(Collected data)
###

//! Orchestrator loop
//!
//! One cycle is discover then schedule. Cycles run back to back with
//! `poll_interval` between them; cycle `n + 1` starts only after every task of
//! cycle `n` terminated. Cancellation is observed between cycles only.

use bridge_traits::storage::{FileSystemAccess, RemoteStore};
use bridge_traits::time::Clock;
use core_runtime::config::PipelineConfig;
use core_runtime::events::{CycleEvent, EventBus, PipelineEvent};
use std::fmt;
use std::sync::Arc;
use std::time::Duration;
use tokio::time::Instant;
use tokio_util::sync::CancellationToken;
use tracing::{debug, error, info, instrument};
use uuid::Uuid;

use crate::discovery::{Discovery, Predicate};
use crate::error::Result;
use crate::relocation::{PendingRelocations, Relocator};
use crate::retry::RetryingStore;
use crate::scheduler::{BatchReport, BatchScheduler};
use crate::transform::{ImageTransform, TransformStage};

/// Everything a cycle needs, built once at startup and shared by all stages
#[derive(Clone)]
pub struct PipelineContext {
    pub config: Arc<PipelineConfig>,
    /// Remote store wrapped in the configured retry policy
    pub store: Arc<dyn RemoteStore>,
    pub fs: Arc<dyn FileSystemAccess>,
    pub transform: Arc<dyn ImageTransform>,
    pub clock: Arc<dyn Clock>,
    pub events: EventBus,
    pub pending: PendingRelocations,
}

impl PipelineContext {
    /// `store` is wrapped in a [`RetryingStore`] using `config.retry_policy`.
    pub fn new(
        config: PipelineConfig,
        store: Arc<dyn RemoteStore>,
        fs: Arc<dyn FileSystemAccess>,
        transform: Arc<dyn ImageTransform>,
        clock: Arc<dyn Clock>,
    ) -> Self {
        let store: Arc<dyn RemoteStore> =
            Arc::new(RetryingStore::new(store, config.retry_policy.clone()));

        Self {
            config: Arc::new(config),
            store,
            fs,
            transform,
            clock,
            events: EventBus::default(),
            pending: PendingRelocations::new(),
        }
    }

    pub fn with_events(mut self, events: EventBus) -> Self {
        self.events = events;
        self
    }
}

impl fmt::Debug for PipelineContext {
    fn fmt(&self, f: &mut fmt::Formatter<'_>) -> fmt::Result {
        f.debug_struct("PipelineContext")
            .field("config", &self.config)
            .field("events", &self.events)
            .field("pending", &self.pending.len())
            .finish()
    }
}

/// Which pipelines a cycle runs
#[derive(Debug, Clone, Copy, PartialEq, Eq)]
pub enum PipelineMode {
    /// Raw directory to unsorted directory
    Scale,
    /// Unsorted directory to category directories
    Relocate,
    /// Scale, then relocate
    All,
}

impl PipelineMode {
    pub fn as_str(&self) -> &'static str {
        match self {
            PipelineMode::Scale => "scale",
            PipelineMode::Relocate => "relocate",
            PipelineMode::All => "all",
        }
    }

    fn scales(&self) -> bool {
        matches!(self, PipelineMode::Scale | PipelineMode::All)
    }

    fn relocates(&self) -> bool {
        matches!(self, PipelineMode::Relocate | PipelineMode::All)
    }
}

impl fmt::Display for PipelineMode {
    fn fmt(&self, f: &mut fmt::Formatter<'_>) -> fmt::Result {
        f.write_str(self.as_str())
    }
}

#[derive(Debug, Clone, PartialEq, Eq)]
pub struct CycleReport {
    pub cycle_id: String,
    pub mode: PipelineMode,
    pub scale: Option<BatchReport>,
    pub relocate: Option<BatchReport>,
    /// Pending partial relocations completed at the start of the cycle
    pub reconciled: usize,
    pub duration: Duration,
}

impl CycleReport {
    /// Scale and relocate counts added together
    pub fn combined(&self) -> BatchReport {
        let mut total = BatchReport::default();
        for report in [self.scale, self.relocate].into_iter().flatten() {
            total.merge(report);
        }
        total
    }
}

impl fmt::Display for CycleReport {
    fn fmt(&self, f: &mut fmt::Formatter<'_>) -> fmt::Result {
        write!(f, "cycle {} ({})", self.cycle_id, self.mode)?;
        if let Some(scale) = &self.scale {
            write!(f, " scale: {}", scale)?;
        }
        if let Some(relocate) = &self.relocate {
            write!(f, " relocate: {}", relocate)?;
        }
        if self.reconciled > 0 {
            write!(f, " reconciled: {}", self.reconciled)?;
        }
        write!(f, " in {:.1}s", self.duration.as_secs_f64())
    }
}

pub struct Orchestrator {
    ctx: PipelineContext,
    scheduler: BatchScheduler,
}

impl Orchestrator {
    pub fn new(ctx: PipelineContext) -> Self {
        let scheduler = BatchScheduler::new(ctx.config.threads_limit, ctx.config.scheduler_mode);
        Self { ctx, scheduler }
    }

    pub fn context(&self) -> &PipelineContext {
        &self.ctx
    }

    /// Create the local scratch and output directories.
    pub async fn prepare_workspace(&self) -> Result<()> {
        self.ctx.fs.create_dir_all(&self.ctx.config.work_dir).await?;
        self.ctx.fs.create_dir_all(&self.ctx.config.output_dir).await?;
        Ok(())
    }

    /// Transform every raw item in the raw directory.
    #[instrument(skip(self))]
    pub async fn run_scale_cycle(&self) -> Result<BatchReport> {
        let config = &self.ctx.config;
        let predicate = Predicate::NamePrefix(config.raw_prefixes.clone());
        let items = Discovery::new(self.ctx.store.clone())
            .discover(&config.raw_dir, &predicate)
            .await?;

        if items.is_empty() {
            info!(directory = %config.raw_dir, "Nothing to process");
            return Ok(BatchReport::default());
        }

        let stage = Arc::new(TransformStage::new(&self.ctx));
        let report = self
            .scheduler
            .run(items, move |item| {
                let stage = stage.clone();
                async move { stage.process(&item).await }
            })
            .await;
        Ok(report)
    }

    /// Relocate every tagged item in the unsorted directory.
    #[instrument(skip(self))]
    pub async fn run_relocate_cycle(&self) -> Result<BatchReport> {
        let config = &self.ctx.config;

        match self.ctx.store.list_all_tags().await {
            Ok(tags) => {
                let names: Vec<&str> = tags.iter().map(|t| t.display_name.as_str()).collect();
                debug!(?names, "Tags known to the store");
            }
            Err(e) => debug!(error = %e, "Could not list tags"),
        }

        let items = Discovery::new(self.ctx.store.clone())
            .discover(&config.unsorted_dir, &Predicate::HasTags)
            .await?;

        if items.is_empty() {
            info!(directory = %config.unsorted_dir, "Nothing to process");
            return Ok(BatchReport::default());
        }

        let relocator = Arc::new(Relocator::new(&self.ctx));
        let report = self
            .scheduler
            .run(items, move |item| {
                let relocator = relocator.clone();
                async move { relocator.relocate(item).await }
            })
            .await;
        Ok(report)
    }

    /// Complete pending partial relocations; returns how many were completed.
    pub async fn reconcile_pending(&self) -> usize {
        if self.ctx.pending.is_empty() {
            return 0;
        }
        self.ctx
            .pending
            .reconcile(self.ctx.store.as_ref(), &self.ctx.events)
            .await
    }

    /// Run one full cycle and publish its start and outcome.
    pub async fn run_cycle(&self, mode: PipelineMode) -> Result<CycleReport> {
        let cycle_id = Uuid::new_v4().to_string();
        let started = Instant::now();
        info!(%cycle_id, %mode, "Cycle started");
        self.emit(CycleEvent::Started {
            cycle_id: cycle_id.clone(),
            mode: mode.to_string(),
        });

        let mut report = CycleReport {
            cycle_id: cycle_id.clone(),
            mode,
            scale: None,
            relocate: None,
            reconciled: 0,
            duration: Duration::ZERO,
        };

        if let Err(e) = self.run_stages(mode, &mut report).await {
            error!(%cycle_id, error = %e, "Cycle failed");
            self.emit(CycleEvent::Failed {
                cycle_id,
                message: e.to_string(),
            });
            return Err(e);
        }

        report.duration = started.elapsed();
        let combined = report.combined();
        self.emit(CycleEvent::Completed {
            cycle_id,
            discovered: combined.total as u64,
            succeeded: combined.succeeded as u64,
            failed: (combined.failed + combined.panicked) as u64,
            duration_ms: report.duration.as_millis() as u64,
        });
        info!(%report, "Cycle completed");

        Ok(report)
    }

    /// Run cycles every `poll_interval` until `shutdown` is cancelled.
    ///
    /// A failing cycle is logged and the loop goes on. An in-flight cycle is
    /// always allowed to finish.
    pub async fn run_forever(&self, mode: PipelineMode, shutdown: CancellationToken) -> Result<()> {
        self.prepare_workspace().await?;
        let interval = self.ctx.config.poll_interval;
        info!(%mode, interval_secs = interval.as_secs(), "Starting polling loop");

        loop {
            if let Err(e) = self.run_cycle(mode).await {
                error!(error = %e, "Cycle aborted, retrying after the poll interval");
            }

            tokio::select! {
                biased;
                _ = shutdown.cancelled() => break,
                _ = tokio::time::sleep(interval) => {}
            }
        }

        info!("Polling loop stopped");
        Ok(())
    }

    async fn run_stages(&self, mode: PipelineMode, report: &mut CycleReport) -> Result<()> {
        if mode.scales() {
            report.scale = Some(self.run_scale_cycle().await?);
        }
        if mode.relocates() {
            report.reconciled = self.reconcile_pending().await;
            report.relocate = Some(self.run_relocate_cycle().await?);
        }
        Ok(())
    }

    fn emit(&self, event: CycleEvent) {
        self.ctx.events.emit(PipelineEvent::Cycle(event)).ok();
    }
}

###

Using the records above, restate word for word the lines from the one with "if let Some(scale)" through the one with "predicate = Predicate::NamePrefix(config.raw_prefixes.clone());", both included.

Answer box ▸
        if let Some(scale) = &self.scale {
            write!(f, " scale: {}", scale)?;
        }
        if let Some(relocate) = &self.relocate {
            write!(f, " relocate: {}", relocate)?;
        }
        if self.reconciled > 0 {
            write!(f, " reconciled: {}", self.reconciled)?;
        }
        write!(f, " in {:.1}s", self.duration.as_secs_f64())
    }
}

pub struct Orchestrator {
    ctx: PipelineContext,
    scheduler: BatchScheduler,
}

impl Orchestrator {
    pub fn new(ctx: PipelineContext) -> Self {
        let scheduler = BatchScheduler::new(ctx.config.threads_limit, ctx.config.scheduler_mode);
        Self { ctx, scheduler }
    }

    pub fn context(&self) -> &PipelineContext {
        &self.ctx
    }

    /// Create the local scratch and output directories.
    pub async fn prepare_workspace(&self) -> Result<()> {
        self.ctx.fs.create_dir_all(&self.ctx.config.work_dir).await?;
        self.ctx.fs.create_dir_all(&self.ctx.config.output_dir).await?;
        Ok(())
    }

    /// Transform every raw item in the raw directory.
    #[instrument(skip(self))]
    pub async fn run_scale_cycle(&self) -> Result<BatchReport> {
        let config = &self.ctx.config;
        let predicate = Predicate::NamePrefix(config.raw_prefixes.clone());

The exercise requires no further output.